28. Ben is my best friend... I have never trusted a man like I trust him.
29. I'm a bit of a tv show junkie... and because a bit obsessive over them.
30. Music is important to me.. there is always a song that will fit the mood I am in... whether it be a relaxed or partying mood.
31. I have been to two other countries besides the one I live in... Canada and Mexico.
32. Sometimes I think I am a sexaholic... I think of sex most of my day and never pass up the opportunity to have it.
33. Chocolate is awesome... I love being able to go to Godiva and buy truffles... I can't remember the last time I did that.
34. I married Ben in Vegas.... and no... not at a drive thru chapel.... It was one of the best days of my life and would not change a thing about it.
35. I love candles... the way the smell.. the glow that comes from them... the mood they can set.
36. My favorite movie is a chick flick.. but I dont care. Its Legends of the Fall.
37. I cry at movies and tv shows.. I try to hide it.. but Ben always knows when I tear up.
38. My toenails are always painted during the summer.. but never pink.

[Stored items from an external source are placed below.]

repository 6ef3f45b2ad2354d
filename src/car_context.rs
use crate::color::{Color, ColorParseError};

/// Session state shared between the colour picker and the scene reconciler.
///
/// Owned by the frame loop and handed out by reference, so the picker writes and the
/// reconciler reads the same value without any global state.
#[derive(Debug)]
pub struct CarContext {
    selected_color: Color,
    picker_visible: bool,
    revision: u64,
}

impl CarContext {
    pub fn new() -> Self {
        Self {
            selected_color: Color::default(),
            picker_visible: false,
            revision: 0,
        }
    }

    pub fn selected_color(&self) -> Color {
        self.selected_color
    }

    /// Bumps the revision only when the colour actually changes.
    pub fn set_color(&mut self, color: Color) {
        if color != self.selected_color {
            self.selected_color = color;
            self.revision += 1;
        }
    }

    pub fn set_color_hex(&mut self, hex: &str) -> Result<(), ColorParseError> {
        let color = Color::from_hex(hex)?;
        self.set_color(color);
        Ok(())
    }

    pub fn revision(&self) -> u64 {
        self.revision
    }

    pub fn picker_visible(&self) -> bool {
        self.picker_visible
    }

    pub fn set_picker_visible(&mut self, visible: bool) {
        self.picker_visible = visible;
    }
}

impl Default for CarContext {
    fn default() -> Self {
        Self::new()
    }
}

#[cfg(test)]
mod tests {
    use super::*;

    #[test]
    fn starts_red_and_hidden() {
        let context = CarContext::new();
        assert_eq!(context.selected_color().to_hex(), "#ff0000");
        assert!(!context.picker_visible());
        assert_eq!(context.revision(), 0);
    }

    #[test]
    fn revision_tracks_real_changes() {
        let mut context = CarContext::new();

        context.set_color(Color::RED);
        assert_eq!(context.revision(), 0);

        context.set_color_hex("#00ff00").unwrap();
        assert_eq!(context.revision(), 1);
        assert_eq!(context.selected_color().to_hex(), "#00ff00");
    }

    #[test]
    fn invalid_hex_keeps_previous_colour() {
        let mut context = CarContext::new();
        assert!(context.set_color_hex("#nope").is_err());
        assert_eq!(context.selected_color(), Color::RED);
        assert_eq!(context.revision(), 0);
    }

    #[test]
    fn picker_visibility_toggles() {
        let mut context = CarContext::new();
        context.set_picker_visible(true);
        assert!(context.picker_visible());
        context.set_picker_visible(false);
        assert!(!context.picker_visible());
    }
}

39. I like to swim and miss being able to do so with our long drawn out winters.
40. I have only truly loved two men in my life.

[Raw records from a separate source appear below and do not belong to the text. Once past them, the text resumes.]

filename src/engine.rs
use crate::{configurator::ConfiguratorState, rendering::renderer::Renderer, ui::Overlay};

pub fn update(
    state: &mut ConfiguratorState,
    overlay: &mut Overlay,
    _renderer: &mut Renderer,
    ui: &mut imgui::Ui,
) -> anyhow::Result<()> {
    overlay.draw(state, ui);

    state.update();
    state.scene.late_update();

    Ok(())
}
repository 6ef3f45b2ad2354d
pub mod materials;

41. Scrabble is one of my favorite games... I have a dictionary that is devoted just to that game that I call my bible.
42. I love the way my husband smells.... his scent is intoxicating. I have never ever been affected by a man like that and I love it.

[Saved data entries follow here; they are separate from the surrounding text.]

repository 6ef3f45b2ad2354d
use glam::{Mat4, Quat, Vec3};
use id_arena::Arena;
use std::collections::HashMap;

use crate::material_manager::{MaterialId, MaterialManager};
use crate::model::{Buffers, Model};
use crate::scene_graph::object3d::{Object3D, ObjectId};
use crate::scene_graph::scene_model::{SceneModel, SceneModelId};
use crate::scene_graph::transform::Transform;

/// Node tree rooted at a single root object. Objects that can't be reached from the
/// root are kept in the arena but are not updated or drawn.
pub struct Scene {
    pub objects: Arena<Object3D>,
    pub models: Arena<SceneModel>,
    root: ObjectId,
    gltf_primitive_to_model: HashMap<(usize, usize), SceneModelId>,
}

impl Scene {
    pub fn new() -> Self {
        let mut objects = Arena::new();
        let root = objects.alloc(Object3D::group("Scene", Transform::default()));

        Self {
            objects,
            models: Arena::new(),
            root,
            gltf_primitive_to_model: HashMap::new(),
        }
    }

    pub fn root(&self) -> ObjectId {
        self.root
    }

    /// Adds an object without attaching it anywhere.
    pub fn add_object(&mut self, object: Object3D) -> ObjectId {
        self.objects.alloc(object)
    }

    pub fn add_child(&mut self, parent_id: ObjectId, object: Object3D) -> ObjectId {
        let object_id = self.add_object(object);
        self.set_object_parent(object_id, Some(parent_id));
        object_id
    }

    pub fn get_object(&self, id: ObjectId) -> Option<&Object3D> {
        self.objects.get(id)
    }

    pub fn get_object_mut(&mut self, id: ObjectId) -> Option<&mut Object3D> {
        self.objects.get_mut(id)
    }

    /// First object with the given name in depth-first order from the root.
    pub fn get_object_by_name(&self, name: &str) -> Option<ObjectId> {
        self.find_in_subtree(self.root, name)
    }

    pub fn find_in_subtree(&self, start: ObjectId, name: &str) -> Option<ObjectId> {
        self.subtree_ids(start)
            .into_iter()
            .find(|id| self.objects[*id].name == name)
    }

    #[cfg(test)]
    pub fn is_attached(&self, object_id: ObjectId) -> bool {
        let mut current = Some(object_id);
        while let Some(id) = current {
            if id == self.root {
                return true;
            }
            current = self.objects.get(id).and_then(|object| object.parent_id);
        }
        false
    }

    pub fn add_model(&mut self, model: SceneModel) -> SceneModelId {
        self.models.alloc(model)
    }

    /// Depth-first, pre-order walk of `start` and everything below it.
    pub fn traverse(&self, start: ObjectId, mut visit: impl FnMut(ObjectId, &Object3D)) {
        let mut stack = vec![start];

        while let Some(id) = stack.pop() {
            let Some(object) = self.objects.get(id) else {
                continue;
            };

            visit(id, object);
            stack.extend(object.child_ids.iter().rev().copied());
        }
    }

    pub fn subtree_ids(&self, start: ObjectId) -> Vec<ObjectId> {
        let mut ids = Vec::new();
        self.traverse(start, |id, _| ids.push(id));
        ids
    }

    pub fn count_nodes(&self, start: ObjectId) -> usize {
        let mut count = 0;
        self.traverse(start, |_, _| count += 1);
        count
    }

    pub fn has_standard_material(&self, object_id: ObjectId, materials: &MaterialManager) -> bool {
        self.objects
            .get(object_id)
            .and_then(|object| object.material_id)
            .is_some_and(|material_id| materials.is_standard(material_id))
    }

    /// Deep-copies an object and its descendants. The copy starts detached; geometry
    /// and materials are shared with the original.
    pub fn clone_subtree(&mut self, object_id: ObjectId) -> Option<ObjectId> {
        let source = self.objects.get(object_id)?;

        let mut copy = source.clone();
        copy.parent_id = None;
        copy.child_ids = Vec::new();
        copy.transform.invalidate_local();
        let child_ids = source.child_ids.clone();

        let copy_id = self.add_object(copy);

        for child_id in child_ids {
            if let Some(child_copy_id) = self.clone_subtree(child_id) {
                self.set_object_parent(child_copy_id, Some(copy_id));
            }
        }

        Some(copy_id)
    }

    /// Detaches an object from its parent. Returns false if it had no parent, which
    /// makes repeated calls harmless.
    pub fn remove_from_parent(&mut self, object_id: ObjectId) -> bool {
        let has_parent = self
            .objects
            .get(object_id)
            .is_some_and(|object| object.parent_id.is_some());

        if has_parent {
            self.set_object_parent(object_id, None);
        }

        has_parent
    }

    pub fn spawn_gltf_scene(
        &mut self,
        materials: &mut MaterialManager,
        material_ids: &[MaterialId],
        buffers: Buffers,
        scene: &gltf::Scene,
        parent: ObjectId,
    ) -> anyhow::Result<ObjectId> {
        let name = scene.name().unwrap_or("glTF scene");
        let group_id = self.add_child(parent, Object3D::group(name, Transform::default()));

        for node in scene.nodes() {
            self.spawn_gltf_node(materials, material_ids, buffers, &node, group_id)?;
        }

        Ok(group_id)
    }

    fn spawn_gltf_node(
        &mut self,
        materials: &mut MaterialManager,
        material_ids: &[MaterialId],
        buffers: Buffers,
        node: &gltf::Node,
        parent: ObjectId,
    ) -> anyhow::Result<ObjectId> {
        let node_name = gltf_node_name(node);
        let (translation, rotation, scale) = node.transform().decomposed();

        let transform = Transform::new(
            translation.into(),
            Quat::from_array(rotation),
            // Non-uniform scale isn't supported, take x
            scale[0],
        );

        let object_id = self.add_child(parent, Object3D::group(node_name.clone(), transform));

        if let Some(mesh) = node.mesh() {
            let primitive_count = mesh.primitives().len();

            for primitive in mesh.primitives() {
                let model_id = self.model_for_primitive(&mesh, &primitive, &node_name, buffers)?;

                let material_id = match primitive.material().index() {
                    Some(index) => material_ids.get(index).copied().ok_or_else(|| {
                        anyhow::anyhow!("Material index {} out of range in {}", index, node_name)
                    })?,
                    None => materials.default_material(),
                };

                // A single primitive lives on the node itself, several become children
                if primitive_count == 1 {
                    let object = &mut self.objects[object_id];
                    object.model_id = Some(model_id);
                    object.material_id = Some(material_id);
                } else {
                    let mut child = Object3D::group(
                        format!("{}_{}", node_name, primitive.index()),
                        Transform::default(),
                    );
                    child.model_id = Some(model_id);
                    child.material_id = Some(material_id);
                    self.add_child(object_id, child);
                }
            }
        }

        for child in node.children() {
            self.spawn_gltf_node(materials, material_ids, buffers, &child, object_id)?;
        }

        Ok(object_id)
    }

    fn model_for_primitive(
        &mut self,
        mesh: &gltf::Mesh,
        primitive: &gltf::Primitive,
        node_name: &str,
        buffers: Buffers,
    ) -> anyhow::Result<SceneModelId> {
        let key = (mesh.index(), primitive.index());

        if let Some(model_id) = self.gltf_primitive_to_model.get(&key) {
            return Ok(*model_id);
        }

        let mesh_name = mesh
            .name()
            .map(String::from)
            .unwrap_or_else(|| format!("{} (Mesh)", node_name));

        let model = Model::from_gltf_primitive(
            format!("{} #{}", mesh_name, primitive.index()),
            primitive,
            buffers,
        )?;
        let model_id = self.add_model(SceneModel::new(model));
        self.gltf_primitive_to_model.insert(key, model_id);

        Ok(model_id)
    }

    /// Updates world transforms of everything attached to the root
    fn update_transforms(&self) {
        self.update_object_transform_recursive(self.root, Mat4::IDENTITY, false);
    }

    fn update_object_transform_recursive(
        &self,
        object_id: ObjectId,
        parent_world_matrix: Mat4,
        parent_changed: bool,
    ) {
        if let Some(object) = self.objects.get(object_id) {
            let changed = parent_changed || object.transform.is_world_dirty();

            if changed {
                let local_matrix = *object.transform.get_local_matrix();
                object
                    .transform
                    .set_world_matrix(parent_world_matrix * local_matrix);
            }

            let world_matrix = *object.transform.get_world_matrix();
            for &child_id in &object.child_ids {
                self.update_object_transform_recursive(child_id, world_matrix, changed);
            }
        }
    }

    /// Invalidates world transforms for an object and all its descendants
    pub fn invalidate_object_hierarchy(&self, object_id: ObjectId) {
        self.traverse(object_id, |_, object| object.transform.invalidate_world());
    }

    /// Sets the parent of an object and updates child relationships
    pub fn set_object_parent(&mut self, child_id: ObjectId, new_parent_id: Option<ObjectId>) {
        if Some(child_id) == new_parent_id {
            return;
        }

        // Remove from old parent's children list
        if let Some(old_parent_id) = self.objects.get(child_id).and_then(|child| child.parent_id) {
            if let Some(old_parent) = self.objects.get_mut(old_parent_id) {
                old_parent.child_ids.retain(|&id| id != child_id);
            }
        }

        // Set new parent and add to new parent's children list
        if let Some(child) = self.objects.get_mut(child_id) {
            child.parent_id = new_parent_id;

            if let Some(new_parent_id) = new_parent_id {
                if let Some(new_parent) = self.objects.get_mut(new_parent_id) {
                    new_parent.child_ids.push(child_id);
                }
            }
        }

        self.invalidate_object_hierarchy(child_id);
    }

    pub fn set_object_translation(&mut self, object_id: ObjectId, translation: Vec3) {
        if let Some(object) = self.objects.get_mut(object_id) {
            object.transform.set_translation(translation);
        }
        self.invalidate_object_hierarchy(object_id);
    }

    pub fn set_object_rotation(&mut self, object_id: ObjectId, rotation: Quat) {
        if let Some(object) = self.objects.get_mut(object_id) {
            object.transform.set_rotation(rotation);
        }
        self.invalidate_object_hierarchy(object_id);
    }

    pub fn get_object_transform(&self, object_id: ObjectId) -> Option<&Transform> {
        self.objects.get(object_id).map(|object| &object.transform)
    }

    pub fn world_matrix(&self, object_id: ObjectId) -> Option<Mat4> {
        self.objects
            .get(object_id)
            .map(|object| *object.transform.get_world_matrix())
    }

    pub fn late_update(&mut self) {
        self.update_transforms();
    }
}

/// Unnamed nodes take their mesh's name, or `mesh_{index}` for unnamed meshes.
fn gltf_node_name(node: &gltf::Node) -> String {
    if let Some(name) = node.name() {
        return name.to_string();
    }

    match node.mesh() {
        Some(mesh) => mesh
            .name()
            .map(String::from)
            .unwrap_or_else(|| format!("mesh_{}", mesh.index())),
        None => format!("node_{}", node.index()),
    }
}

impl Default for Scene {
    fn default() -> Self {
        Self::new()
    }
}

#[cfg(test)]
mod tests {
    use super::*;

    fn named(name: &str) -> Object3D {
        Object3D::group(name, Transform::default())
    }

    #[test]
    fn traversal_is_depth_first_pre_order() {
        let mut scene = Scene::new();
        let a = scene.add_child(scene.root(), named("a"));
        scene.add_child(a, named("a1"));
        scene.add_child(a, named("a2"));
        scene.add_child(scene.root(), named("b"));

        let mut names = Vec::new();
        scene.traverse(scene.root(), |_, object| names.push(object.name.clone()));

        assert_eq!(names, vec!["Scene", "a", "a1", "a2", "b"]);
    }

    #[test]
    fn remove_from_parent_is_idempotent() {
        let mut scene = Scene::new();
        let body = scene.add_child(scene.root(), named("body"));
        let wheel = scene.add_child(body, named("wheel"));

        assert!(scene.remove_from_parent(wheel));
        assert!(!scene.remove_from_parent(wheel));

        assert_eq!(scene.count_nodes(scene.root()), 2);
        assert!(!scene.is_attached(wheel));
        assert!(scene.get_object(wheel).unwrap().parent(&scene).is_none());
        assert_eq!(scene.get_object_by_name("wheel"), None);
    }

    #[test]
    fn clone_subtree_copies_children_and_starts_detached() {
        let mut scene = Scene::new();
        let rim = scene.add_child(scene.root(), named("rim"));
        scene.add_child(rim, named("bolt"));
        scene.get_object_mut(rim).unwrap().cast_shadow = true;

        let copy = scene.clone_subtree(rim).unwrap();
        let copy_object = scene.get_object(copy).unwrap();

        assert_ne!(copy, rim);
        assert!(copy_object.parent_id.is_none());
        assert!(copy_object.cast_shadow);
        let children: Vec<_> = copy_object
            .children(&scene)
            .map(|child| child.name.clone())
            .collect();
        assert_eq!(children, vec!["bolt"]);

        // The original keeps its own child
        assert_eq!(scene.get_object(rim).unwrap().child_ids.len(), 1);
        assert_eq!(scene.count_nodes(scene.root()), 3);
    }

    #[test]
    fn mutating_a_clone_leaves_the_original_alone() {
        let mut scene = Scene::new();
        let tyre = scene.add_child(scene.root(), named("tyre"));
        let copy = scene.clone_subtree(tyre).unwrap();

        scene.set_object_translation(copy, Vec3::X);
        scene.get_object_mut(copy).unwrap().receive_shadow = true;

        let original = scene.get_object(tyre).unwrap();
        assert_eq!(original.transform.translation(), Vec3::ZERO);
        assert!(!original.receive_shadow);
    }

    #[test]
    fn world_matrices_follow_parents() {
        let mut scene = Scene::new();
        let parent = scene.add_child(
            scene.root(),
            Object3D::group("parent", Transform::from_translation(Vec3::X)),
        );
        let child = scene.add_child(
            parent,
            Object3D::group("child", Transform::from_translation(Vec3::Y)),
        );

        scene.late_update();
        let world = scene.world_matrix(child).unwrap();
        assert_eq!(world.transform_point3(Vec3::ZERO), Vec3::new(1.0, 1.0, 0.0));

        scene.set_object_translation(parent, Vec3::Z);
        scene.late_update();
        let world = scene.world_matrix(child).unwrap();
        assert_eq!(world.transform_point3(Vec3::ZERO), Vec3::new(0.0, 1.0, 1.0));
    }

    #[test]
    fn reparenting_moves_child_lists() {
        let mut scene = Scene::new();
        let a = scene.add_child(scene.root(), named("a"));
        let b = scene.add_child(scene.root(), named("b"));
        let c = scene.add_child(a, named("c"));

        scene.set_object_parent(c, Some(b));

        assert!(scene.get_object(a).unwrap().child_ids.is_empty());
        assert_eq!(scene.get_object(b).unwrap().child_ids, vec![c]);
        assert_eq!(scene.find_in_subtree(b, "c"), Some(c));
    }
}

43. Kissing is one of the best things ever. I love how it takes on different forms... from the sweet soft pecks to the intense passionate make outs.
44. I am addicted to reading blogs. I don't know what it is about them... but I can't get enough.
45. We have three cats... Piggy, Brandi, and Sammie (aka Lil' Wee). I love them all and each has their own distinct personality.
46. I find that I will find something and be obsessive about it for a while then just completely stop doing it... like darts... or playing the Wii..
47. I love snow but could not live somewhere that it snowed all winter long.
48. I like drinking coffee... but it has to be sweet coffee... and flavored... Starbucks is my friend.
49. I think I have an oral fetish... I love going down.
50. I am close to having my AA in business but will probably never finish it.
51. I am a lurker more than anything... I lurk on blogs and Fetlife... mostly because I have nothing to say to what they say... though I wish I did.
52. Going to munches have made me realize how unexperienced I still am after being active for three years.
53. I have come a long way in my life and vaguely remember the girl I once was.
54. I love to shop... but am very picky on what I do actually purchase.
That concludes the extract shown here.